1. NVIDIA Emerges as a Value Play After Recent AI Underperformance

Over the past quarter, NVIDIA’s share performance has trailed the broader market despite the company reporting record revenues. In its latest quarter ended October 2025, data center revenue climbed 66% year-over-year to a record $51.2 billion, driving overall revenue to $57.0 billion and diluted EPS of $1.30. Analysts have noted that, while NVIDIA remains the preeminent supplier of AI accelerators, its stock’s modest decline—approximately 2% over the last three months—reflects profit-taking after a five-year gain of more than 1,300%. This pullback has prompted some Wall Street strategists to reclassify NVIDIA from “overbought” to “buy,” citing forward-looking revenue guidance of $65 billion for the current quarter, which implies year-over-year growth of 65% and suggests that long-term investors may find an attractive entry point.

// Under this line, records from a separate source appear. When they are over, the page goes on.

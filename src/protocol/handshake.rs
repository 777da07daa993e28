//! Protocol version gate
//!
//! Before any record is exchanged, the peer sends the 32-byte hash of the
//! schema set it was built with. The receiving side compares it against its own
//! [`SchemaRegistry::protocol_hash`] and either opens the record codecs or
//! terminates the session.
//!
//! **Two-state gate**
//! A [`Session`] starts `Unverified` and moves exactly once, to `Verified` or
//! `Terminated`. Encoding and validation go through the [`SessionCodec`] handed
//! out by [`Session::codec`], which refuses in every state but `Verified`.
//! Records from the peer are read only by [`Session::decode`] and
//! [`Session::decode_value`]. A decode failure is connection-terminal: the
//! stream position cannot be resynchronized.

use crate::config::CodecConfig;
use crate::core::layout::RecordLayout;
use crate::core::validator::ValidationResult;
use crate::core::value::Record;
use crate::error::{ProtocolError, Result};
use crate::protocol::codec::{Codec, WireRecord};
use crate::protocol::registry::SchemaRegistry;
use crate::utils::metrics::Metrics;
use bytes::BytesMut;
use std::fmt;
use std::sync::Arc;
use tracing::{debug, instrument, warn};

/// Length of the handshake frame and of the protocol hash
pub const PROTOCOL_HASH_LEN: usize = 32;

/// SHA-256 of a schema set's canonical fingerprint
#[derive(Clone, Copy, PartialEq, Eq, Hash)]
pub struct ProtocolHash([u8; PROTOCOL_HASH_LEN]);

impl ProtocolHash {
    pub const fn from_bytes(bytes: [u8; PROTOCOL_HASH_LEN]) -> Self {
        Self(bytes)
    }

    pub fn as_bytes(&self) -> &[u8; PROTOCOL_HASH_LEN] {
        &self.0
    }

    /// Lowercase hex form used in logs and mismatch errors
    pub fn to_hex(&self) -> String {
        self.to_string()
    }
}

impl fmt::Display for ProtocolHash {
    fn fmt(&self, f: &mut fmt::Formatter<'_>) -> fmt::Result {
        for byte in &self.0 {
            write!(f, "{byte:02x}")?;
        }
        Ok(())
    }
}

impl fmt::Debug for ProtocolHash {
    fn fmt(&self, f: &mut fmt::Formatter<'_>) -> fmt::Result {
        write!(f, "ProtocolHash({self})")
    }
}

/// The frame a peer sends to declare its schema set
pub fn handshake_frame(hash: &ProtocolHash) -> [u8; PROTOCOL_HASH_LEN] {
    *hash.as_bytes()
}

/// State of the version gate
#[derive(Debug, Clone, Copy, PartialEq, Eq)]
pub enum GateState {
    Unverified,
    Verified,
    Terminated,
}

/// Per-connection version gate and the only route to the record codecs
#[derive(Debug)]
pub struct Session<'r> {
    registry: &'r SchemaRegistry,
    config: CodecConfig,
    state: GateState,
    metrics: Option<&'r Metrics>,
}

impl<'r> Session<'r> {
    pub fn new(registry: &'r SchemaRegistry, config: CodecConfig) -> Self {
        Self {
            registry,
            config: config.clamped(),
            state: GateState::Unverified,
            metrics: None,
        }
    }

    /// Count handshakes and codec activity in `metrics`
    pub fn with_metrics(mut self, metrics: &'r Metrics) -> Self {
        self.metrics = Some(metrics);
        self
    }

    pub fn state(&self) -> GateState {
        self.state
    }

    pub fn is_verified(&self) -> bool {
        self.state == GateState::Verified
    }

    /// Check the peer's handshake frame.
    ///
    /// Reads exactly [`PROTOCOL_HASH_LEN`] bytes from the front of `frame` and
    /// returns how many were read. Anything after them is left for the caller.
    ///
    /// # Errors
    /// - `TruncatedInput` when fewer than 32 bytes are available (terminates)
    /// - `VersionMismatch` when the hashes differ (terminates)
    /// - `ConnectionClosed` when the gate is not `Unverified`
    #[instrument(skip(self, frame), fields(frame_len = frame.len()))]
    pub fn accept_handshake(&mut self, frame: &[u8]) -> Result<usize> {
        match self.state {
            GateState::Unverified => {}
            GateState::Terminated => return Err(ProtocolError::ConnectionClosed),
            GateState::Verified => {
                // A second handshake is a protocol violation.
                self.terminate();
                return Err(ProtocolError::ConnectionClosed);
            }
        }

        let Some(declared) = frame.get(..PROTOCOL_HASH_LEN) else {
            self.reject();
            debug!(available = frame.len(), "Handshake frame too short");
            return Err(ProtocolError::TruncatedInput {
                position: 0,
                needed: PROTOCOL_HASH_LEN,
                available: frame.len(),
            });
        };

        let expected = self.registry.protocol_hash();
        if declared != expected.as_bytes() {
            self.reject();
            let mut received = [0u8; PROTOCOL_HASH_LEN];
            received.copy_from_slice(declared);
            let received = ProtocolHash::from_bytes(received);
            warn!(
                expected = %expected,
                received = %received,
                "Protocol hash mismatch, terminating session"
            );
            return Err(ProtocolError::VersionMismatch {
                expected: expected.to_hex(),
                received: received.to_hex(),
            });
        }

        self.state = GateState::Verified;
        if let Some(metrics) = self.metrics {
            metrics.handshake_verified();
        }
        debug!(hash = %expected, "Protocol hash verified");
        Ok(PROTOCOL_HASH_LEN)
    }

    /// Encoding and validation for this connection.
    ///
    /// # Errors
    /// `HandshakeIncomplete` before verification, `ConnectionClosed` after termination.
    pub fn codec(&self) -> Result<SessionCodec<'r>> {
        self.open().map(|inner| SessionCodec { inner })
    }

    fn open(&self) -> Result<Codec<'r>> {
        match self.state {
            GateState::Verified => {
                let codec = Codec::new(self.registry, self.config);
                Ok(match self.metrics {
                    Some(metrics) => codec.with_metrics(metrics),
                    None => codec,
                })
            }
            GateState::Unverified => Err(ProtocolError::HandshakeIncomplete),
            GateState::Terminated => Err(ProtocolError::ConnectionClosed),
        }
    }

    /// Decode a record from the peer; any failure terminates the session
    pub fn decode(
        &mut self,
        layout: &Arc<RecordLayout>,
        buf: &[u8],
        offset: usize,
    ) -> Result<(Record, usize)> {
        let result = self.open()?.decode(layout, buf, offset);
        if let Err(e) = &result {
            debug!(error = %e, "Decode failed, terminating session");
            self.terminate();
        }
        result
    }

    /// Typed variant of [`Session::decode`]
    pub fn decode_value<T: WireRecord>(&mut self, buf: &[u8], offset: usize) -> Result<(T, usize)> {
        let result = self.open()?.decode_value::<T>(buf, offset);
        if let Err(e) = &result {
            debug!(error = %e, "Decode failed, terminating session");
            self.terminate();
        }
        result
    }

    /// Close the gate for good
    pub fn terminate(&mut self) {
        self.state = GateState::Terminated;
    }

    fn reject(&mut self) {
        self.terminate();
        if let Some(metrics) = self.metrics {
            metrics.handshake_rejected();
        }
    }
}

/// Codec handle of a verified [`Session`].
///
/// Covers everything except reading records from the peer, which goes through
/// the session so that a failure closes it:
///
/// ```compile_fail
/// use game_wire_protocol::config::CodecConfig;
/// use game_wire_protocol::protocol::handshake::{handshake_frame, Session};
/// use game_wire_protocol::schema::{self, Hitbox};
///
/// let registry = schema::registry().unwrap();
/// let mut session = Session::new(registry, CodecConfig::default());
/// session.accept_handshake(&handshake_frame(registry.protocol_hash())).unwrap();
/// let _ = session.codec().unwrap().decode_value::<Hitbox>(&[0u8; 8], 0);
/// ```
#[derive(Debug, Clone, Copy)]
pub struct SessionCodec<'r> {
    inner: Codec<'r>,
}

impl<'r> SessionCodec<'r> {
    pub fn registry(&self) -> &'r SchemaRegistry {
        self.inner.registry()
    }

    pub fn config(&self) -> &CodecConfig {
        self.inner.config()
    }

    pub fn encode(&self, record: &Record, out: &mut BytesMut) -> Result<usize> {
        self.inner.encode(record, out)
    }

    pub fn encode_to_vec(&self, record: &Record) -> Result<Vec<u8>> {
        self.inner.encode_to_vec(record)
    }

    pub fn encode_value<T: WireRecord>(&self, value: &T, out: &mut BytesMut) -> Result<usize> {
        self.inner.encode_value(value, out)
    }

    pub fn encode_value_to_vec<T: WireRecord>(&self, value: &T) -> Result<Vec<u8>> {
        self.inner.encode_value_to_vec(value)
    }

    pub fn size_of(&self, record: &Record) -> Result<usize> {
        self.inner.size_of(record)
    }

    pub fn size_of_value<T: WireRecord>(&self, value: &T) -> Result<usize> {
        self.inner.size_of_value(value)
    }

    /// Pre-flight check of an inbound buffer; never fails and never closes the session
    pub fn validate(&self, layout: &Arc<RecordLayout>, buf: &[u8], offset: usize) -> ValidationResult {
        self.inner.validate(layout, buf, offset)
    }

    pub fn validate_value<T: WireRecord>(&self, buf: &[u8], offset: usize) -> ValidationResult {
        self.inner.validate_value::<T>(buf, offset)
    }

    /// Size of a record this side encoded
    pub fn bytes_consumed_value<T: WireRecord>(&self, buf: &[u8], offset: usize) -> Result<usize> {
        self.inner.bytes_consumed_value::<T>(buf, offset)
    }
}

2. Geopolitical Constraints on H200 Chip Exports Create Near-Term Uncertainty

According to industry reporting, the Chinese government has informed select technology firms that purchases of NVIDIA’s H200 AI accelerators will only be approved under special circumstances such as university research. NVIDIA’s management has indicated potential shipments of up to two million units to China in the current fiscal year, but official license approvals remain pending. This export licensing uncertainty has weighed on investor sentiment, as China accounted for approximately 25% of NVIDIA’s data-center chip revenue in the preceding year. The timing and scope of approved shipments will be a key catalyst for the stock, with any expansion of licensed volumes likely to provide a near-term boost to both revenue and margin projections.

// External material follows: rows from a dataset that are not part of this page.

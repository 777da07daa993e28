//! # Protocol Layer
//!
//! Everything above the raw record codec: variant dispatch tables, the schema
//! registry and its hash, the codec facade, and the version gate that guards it.
//!
//! ## Components
//! - **Dispatcher**: `type id -> layout` tables for polymorphic fields
//! - **Registry**: the frozen schema set and its protocol hash
//! - **Codec**: encode / decode / validate / size operations, dynamic or typed
//! - **Handshake**: the `Unverified -> Verified | Terminated` session gate
//!
//! ## Connection Flow
//! ```text
//! peer hash (32 bytes) -> Session::accept_handshake -> Session::codec -> records
//! ```

pub mod codec;
pub mod dispatcher;
pub mod handshake;
pub mod registry;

3. NVIDIA’s Autonomous Vehicle Stack Solidifies Its Long-Term Moat

At CES 2026, NVIDIA unveiled major enhancements to its autonomous driving portfolio, underscoring an end-to-end strategy that mirrors its AI data-center dominance. The DRIVE AGX Thor compute module, based on the new Blackwell GPU architecture, promises 4–8× higher performance over its predecessor and integrates infotainment, cockpit functions, and Level 4 autonomy within a unified vision-language-action framework. Complementing Thor, the Halos safety system—developed in partnership with Bosch, Continental, and others—provides a full certification pathway from chip design to in-vehicle validation. Finally, the Omniverse simulation platform enables automakers to model billions of edge cases in physics-accurate virtual environments. Together, these pillars reinforce NVIDIA’s position as the default infrastructure provider for autonomous vehicles and create high switching costs for OEMs and tier-one suppliers.

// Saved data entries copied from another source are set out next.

//! Observability and Metrics
//!
//! Counters for codec and handshake activity. Collection is opt-in: a
//! [`Codec`](crate::protocol::codec::Codec) or
//! [`Session`](crate::protocol::handshake::Session) only counts when a
//! `Metrics` instance is attached to it.
//!
//! Uses atomic counters for thread-safe metrics collection.

use std::sync::atomic::{AtomicU64, Ordering};
use std::time::Instant;
use tracing::info;

/// Metrics collector for codec operations
#[derive(Debug)]
pub struct Metrics {
    /// Records successfully encoded
    pub records_encoded: AtomicU64,
    /// Bytes written by successful encodes
    pub bytes_encoded: AtomicU64,
    /// Encodes rejected before writing
    pub encode_errors: AtomicU64,
    /// Records successfully decoded
    pub records_decoded: AtomicU64,
    /// Bytes consumed by successful decodes
    pub bytes_decoded: AtomicU64,
    /// Decodes that failed with a typed error
    pub decode_errors: AtomicU64,
    /// Buffers that passed validation
    pub validations_passed: AtomicU64,
    /// Buffers rejected by validation
    pub validations_failed: AtomicU64,
    /// Handshakes with a matching protocol hash
    pub handshakes_verified: AtomicU64,
    /// Handshakes that terminated the session
    pub handshakes_rejected: AtomicU64,
    /// Start time for uptime calculation
    start_time: Instant,
}

impl Metrics {
    /// Create a new metrics collector
    pub fn new() -> Self {
        Self {
            records_encoded: AtomicU64::new(0),
            bytes_encoded: AtomicU64::new(0),
            encode_errors: AtomicU64::new(0),
            records_decoded: AtomicU64::new(0),
            bytes_decoded: AtomicU64::new(0),
            decode_errors: AtomicU64::new(0),
            validations_passed: AtomicU64::new(0),
            validations_failed: AtomicU64::new(0),
            handshakes_verified: AtomicU64::new(0),
            handshakes_rejected: AtomicU64::new(0),
            start_time: Instant::now(),
        }
    }

    /// Record a successful encode
    pub fn record_encoded(&self, byte_count: u64) {
        self.records_encoded.fetch_add(1, Ordering::Relaxed);
        self.bytes_encoded.fetch_add(byte_count, Ordering::Relaxed);
    }

    /// Record a rejected encode
    pub fn encode_error(&self) {
        self.encode_errors.fetch_add(1, Ordering::Relaxed);
    }

    /// Record a successful decode
    pub fn record_decoded(&self, byte_count: u64) {
        self.records_decoded.fetch_add(1, Ordering::Relaxed);
        self.bytes_decoded.fetch_add(byte_count, Ordering::Relaxed);
    }

    /// Record a failed decode
    pub fn decode_error(&self) {
        self.decode_errors.fetch_add(1, Ordering::Relaxed);
    }

    /// Record a validation outcome
    pub fn validation(&self, ok: bool) {
        if ok {
            self.validations_passed.fetch_add(1, Ordering::Relaxed);
        } else {
            self.validations_failed.fetch_add(1, Ordering::Relaxed);
        }
    }

    /// Record a verified handshake
    pub fn handshake_verified(&self) {
        self.handshakes_verified.fetch_add(1, Ordering::Relaxed);
    }

    /// Record a rejected handshake
    pub fn handshake_rejected(&self) {
        self.handshakes_rejected.fetch_add(1, Ordering::Relaxed);
    }

    /// Get current metrics snapshot
    pub fn snapshot(&self) -> MetricsSnapshot {
        MetricsSnapshot {
            records_encoded: self.records_encoded.load(Ordering::Relaxed),
            bytes_encoded: self.bytes_encoded.load(Ordering::Relaxed),
            encode_errors: self.encode_errors.load(Ordering::Relaxed),
            records_decoded: self.records_decoded.load(Ordering::Relaxed),
            bytes_decoded: self.bytes_decoded.load(Ordering::Relaxed),
            decode_errors: self.decode_errors.load(Ordering::Relaxed),
            validations_passed: self.validations_passed.load(Ordering::Relaxed),
            validations_failed: self.validations_failed.load(Ordering::Relaxed),
            handshakes_verified: self.handshakes_verified.load(Ordering::Relaxed),
            handshakes_rejected: self.handshakes_rejected.load(Ordering::Relaxed),
            uptime_seconds: self.start_time.elapsed().as_secs(),
        }
    }

    /// Log current metrics
    pub fn log_metrics(&self) {
        let snapshot = self.snapshot();
        info!(
            records_encoded = snapshot.records_encoded,
            bytes_encoded = snapshot.bytes_encoded,
            encode_errors = snapshot.encode_errors,
            records_decoded = snapshot.records_decoded,
            bytes_decoded = snapshot.bytes_decoded,
            decode_errors = snapshot.decode_errors,
            validations_passed = snapshot.validations_passed,
            validations_failed = snapshot.validations_failed,
            handshakes_verified = snapshot.handshakes_verified,
            handshakes_rejected = snapshot.handshakes_rejected,
            uptime_seconds = snapshot.uptime_seconds,
            "Codec metrics snapshot"
        );
    }
}

impl Default for Metrics {
    fn default() -> Self {
        Self::new()
    }
}

/// Snapshot of metrics at a point in time
#[derive(Debug, Clone, PartialEq, Eq)]
pub struct MetricsSnapshot {
    pub records_encoded: u64,
    pub bytes_encoded: u64,
    pub encode_errors: u64,
    pub records_decoded: u64,
    pub bytes_decoded: u64,
    pub decode_errors: u64,
    pub validations_passed: u64,
    pub validations_failed: u64,
    pub handshakes_verified: u64,
    pub handshakes_rejected: u64,
    pub uptime_seconds: u64,
}

/// Global metrics instance
static METRICS: once_cell::sync::Lazy<Metrics> = once_cell::sync::Lazy::new(Metrics::new);

/// Get the global metrics instance
pub fn global_metrics() -> &'static Metrics {
    &METRICS
}

/// Initialize metrics collection (call once at startup)
pub fn init_metrics() {
    let _ = global_metrics();
    info!("Metrics collection initialized");
}

#[cfg(test)]
mod tests {
    use super::*;

    #[test]
    fn test_counters() {
        let metrics = Metrics::new();
        metrics.record_encoded(10);
        metrics.record_encoded(5);
        metrics.validation(true);
        metrics.validation(false);
        metrics.handshake_rejected();

        let snapshot = metrics.snapshot();
        assert_eq!(snapshot.records_encoded, 2);
        assert_eq!(snapshot.bytes_encoded, 15);
        assert_eq!(snapshot.validations_passed, 1);
        assert_eq!(snapshot.validations_failed, 1);
        assert_eq!(snapshot.handshakes_rejected, 1);
        assert_eq!(snapshot.handshakes_verified, 0);
    }

    #[test]
    fn test_global_instance_is_shared() {
        init_metrics();
        assert!(std::ptr::eq(global_metrics(), global_metrics()));
    }
}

4. Growth Prospects Remain Robust Despite High Multiples

Even after a recent correction, NVIDIA trades at a forward price-to-earnings ratio near 40× expected fiscal 2026 earnings, below its five-year average of 76×. Market consensus forecasts revenue of $168 billion and net income of $95 billion for fiscal 2026, representing year-over-year increases of roughly 40% and 35%, respectively. Moreover, research estimates that hyperscaler capital expenditures on AI infrastructure could exceed $700 billion in calendar 2026—nearly double current Wall Street projections—and if NVIDIA captures its historical share of that spend, its fiscal 2026 data-center revenue alone could approach $190 billion. Such upside potential underpins many analysts’ conviction that the company’s growth trajectory and entrenched product ecosystem justify a premium valuation over the medium term.